I feel like this falls into the classic blunder of smart dumb guys throughout history of using aggregation and abstraction to obscure what's actually happening.
It's not technically the same as chasing losses because the bet doesn't technically resolve until you try to sell your Bitcoin. Unless you're selling your stake and only then deciding whether on not to buy more, the theoretical final value of your Bitcoin could be anything. In that sense, DCA does make some sense in the hypothetical final accounting. UYour payout is whatever price you sell at, and your buy-in is a weighted average of the prices you bought at.
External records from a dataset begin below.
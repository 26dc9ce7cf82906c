use crate::foundation::core::PremulRgba8;
use crate::foundation::error::{SvgfxError, SvgfxResult};
use crate::foundation::math::{add_sat_u8, mul_div255_u8};

/// Porter-Duff and separable blend intrinsics available to a compute context.
///
/// `src` is the incoming layer and `dst` is the buffer modified in place.
#[derive(Clone, Copy, Debug, PartialEq, Eq, Hash, serde::Serialize, serde::Deserialize)]
#[serde(rename_all = "snake_case")]
pub enum BlendIntrinsic {
    /// Both operands discarded.
    Clear,
    /// `src` replaces `dst`.
    Src,
    /// `dst` kept.
    Dst,
    /// `src` over `dst`.
    SrcOver,
    /// `dst` over `src`.
    DstOver,
    /// `src` masked by `dst` alpha.
    SrcIn,
    /// `dst` masked by `src` alpha.
    DstIn,
    /// `src` where `dst` is transparent.
    SrcOut,
    /// `dst` where `src` is transparent.
    DstOut,
    /// `src` on top of `dst`, keeping `dst` coverage.
    SrcAtop,
    /// `dst` on top of `src`, keeping `src` coverage.
    DstAtop,
    /// Non-overlapping parts of both.
    Xor,
    /// Separable multiply (W3C compositing formula).
    Multiply,
}

/// Blend one premultiplied pixel.
pub fn blend(op: BlendIntrinsic, src: PremulRgba8, dst: PremulRgba8) -> PremulRgba8 {
    let sa = u16::from(src[3]);
    let da = u16::from(dst[3]);
    let inv_sa = 255 - sa;
    let inv_da = 255 - da;

    let mut out = [0u8; 4];
    match op {
        BlendIntrinsic::Clear => {}
        BlendIntrinsic::Src => out = src,
        BlendIntrinsic::Dst => out = dst,
        BlendIntrinsic::SrcOver => {
            for i in 0..4 {
                out[i] = add_sat_u8(src[i], mul_div255_u8(u16::from(dst[i]), inv_sa));
            }
        }
        BlendIntrinsic::DstOver => {
            for i in 0..4 {
                out[i] = add_sat_u8(dst[i], mul_div255_u8(u16::from(src[i]), inv_da));
            }
        }
        BlendIntrinsic::SrcIn => {
            for i in 0..4 {
                out[i] = mul_div255_u8(u16::from(src[i]), da);
            }
        }
        BlendIntrinsic::DstIn => {
            for i in 0..4 {
                out[i] = mul_div255_u8(u16::from(dst[i]), sa);
            }
        }
        BlendIntrinsic::SrcOut => {
            for i in 0..4 {
                out[i] = mul_div255_u8(u16::from(src[i]), inv_da);
            }
        }
        BlendIntrinsic::DstOut => {
            for i in 0..4 {
                out[i] = mul_div255_u8(u16::from(dst[i]), inv_sa);
            }
        }
        BlendIntrinsic::SrcAtop => {
            for i in 0..3 {
                out[i] = add_sat_u8(
                    mul_div255_u8(u16::from(src[i]), da),
                    mul_div255_u8(u16::from(dst[i]), inv_sa),
                );
            }
            out[3] = dst[3];
        }
        BlendIntrinsic::DstAtop => {
            for i in 0..3 {
                out[i] = add_sat_u8(
                    mul_div255_u8(u16::from(dst[i]), sa),
                    mul_div255_u8(u16::from(src[i]), inv_da),
                );
            }
            out[3] = src[3];
        }
        BlendIntrinsic::Xor => {
            for i in 0..4 {
                out[i] = add_sat_u8(
                    mul_div255_u8(u16::from(src[i]), inv_da),
                    mul_div255_u8(u16::from(dst[i]), inv_sa),
                );
            }
        }
        BlendIntrinsic::Multiply => {
            for i in 0..3 {
                let both = mul_div255_u8(u16::from(src[i]), u16::from(dst[i]));
                let s_only = mul_div255_u8(u16::from(src[i]), inv_da);
                let d_only = mul_div255_u8(u16::from(dst[i]), inv_sa);
                out[i] = add_sat_u8(add_sat_u8(both, s_only), d_only);
            }
            out[3] = add_sat_u8(src[3], mul_div255_u8(da, inv_sa));
        }
    }
    out
}

/// Apply `op` with `src` onto every pixel of `dst`.
pub fn blend_in_place(op: BlendIntrinsic, dst: &mut [u8], src: &[u8]) -> SvgfxResult<()> {
    if dst.len() != src.len() || !dst.len().is_multiple_of(4) {
        return Err(SvgfxError::evaluation(
            "blend_in_place expects equal-length rgba8 buffers",
        ));
    }
    for (d, s) in dst.chunks_exact_mut(4).zip(src.chunks_exact(4)) {
        let out = blend(op, [s[0], s[1], s[2], s[3]], [d[0], d[1], d[2], d[3]]);
        d.copy_from_slice(&out);
    }
    Ok(())
}

#[cfg(test)]
#[path = "../../tests/unit/compute/blend.rs"]
mod tests;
For something like a stock portfolio where you actually have reason to expect the overall value of your investment to grow over time (because the economy generally grows and your portfolio is spread across a broad swathe of it) the math does work.
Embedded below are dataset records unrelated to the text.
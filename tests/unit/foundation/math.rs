use super::*;

#[test]
fn mul_div255_variants_align() {
    for x in [0u16, 1, 127, 255] {
        for y in [0u16, 1, 127, 255] {
            assert_eq!(u16::from(mul_div255_u8(x, y)), mul_div255_u16(x, y));
        }
    }
}

#[test]
fn premultiply_zero_alpha_clears_color() {
    assert_eq!(premultiply([200, 100, 50, 0]), [0, 0, 0, 0]);
}

#[test]
fn opaque_pixels_survive_premultiply_roundtrip() {
    let px = [12, 200, 99, 255];
    assert_eq!(unpremultiply(premultiply(px)), px);
}

#[test]
fn half_alpha_roundtrip_is_within_one() {
    let px = [0x11, 0x22, 0x33, 128];
    let back = unpremultiply(premultiply(px));
    for c in 0..3 {
        assert!((i32::from(back[c]) - i32::from(px[c])).abs() <= 1);
    }
    assert_eq!(back[3], 128);
}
But the problem is that it doesn't address the fundamental problem of crypto investing, which is that crypto is worthless and crypto bros are usually looking to concentrate their assets in this worthless category. "Look at my average cost go down!" isn't actually a relevant response to "why are you throwing more of your money into a fire?" In average terms you may have paid less per unit you own, but in absolute terms you're still throwing good money after bad.
Averages, samples, models, aggregates, whatever form it takes, the tools we use to track and evaluate the world don't magically tunnel through space and time to change it. In terms our very good friends would recognize: the map is not the territory. But especially in finance it seems like making the map look the way you want gets treated by smart dumb guys as though it's the same thing as changing the territory itself to be more favorable, when in truth they're either finding a prettier vantage point for your landscape photography or else straight up lying and sketching in a non-existent beach.